■ **TASK DETAILS**: The word "SimulationError" turns up on some lines of this data; say how many, and give no other text.

Records from a data source:
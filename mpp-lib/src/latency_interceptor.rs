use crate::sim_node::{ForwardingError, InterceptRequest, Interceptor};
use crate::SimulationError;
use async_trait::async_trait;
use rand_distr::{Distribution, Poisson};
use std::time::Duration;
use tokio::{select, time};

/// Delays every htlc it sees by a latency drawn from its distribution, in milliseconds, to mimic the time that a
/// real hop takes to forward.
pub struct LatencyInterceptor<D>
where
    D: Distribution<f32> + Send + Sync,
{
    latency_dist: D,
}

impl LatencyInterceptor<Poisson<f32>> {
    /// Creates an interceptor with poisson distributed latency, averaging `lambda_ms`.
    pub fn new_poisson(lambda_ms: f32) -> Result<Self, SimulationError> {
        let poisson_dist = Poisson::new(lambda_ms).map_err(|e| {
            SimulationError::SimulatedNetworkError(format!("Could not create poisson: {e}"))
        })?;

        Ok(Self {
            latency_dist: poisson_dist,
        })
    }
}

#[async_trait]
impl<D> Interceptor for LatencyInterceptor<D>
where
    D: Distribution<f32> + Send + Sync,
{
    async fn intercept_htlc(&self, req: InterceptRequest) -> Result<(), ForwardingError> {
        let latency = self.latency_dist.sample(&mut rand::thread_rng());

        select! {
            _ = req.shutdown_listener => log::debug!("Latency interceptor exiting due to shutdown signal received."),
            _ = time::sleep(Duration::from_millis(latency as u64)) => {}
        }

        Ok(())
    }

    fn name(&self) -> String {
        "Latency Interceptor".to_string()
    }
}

■ **EXPECTED OUTPUT**: 3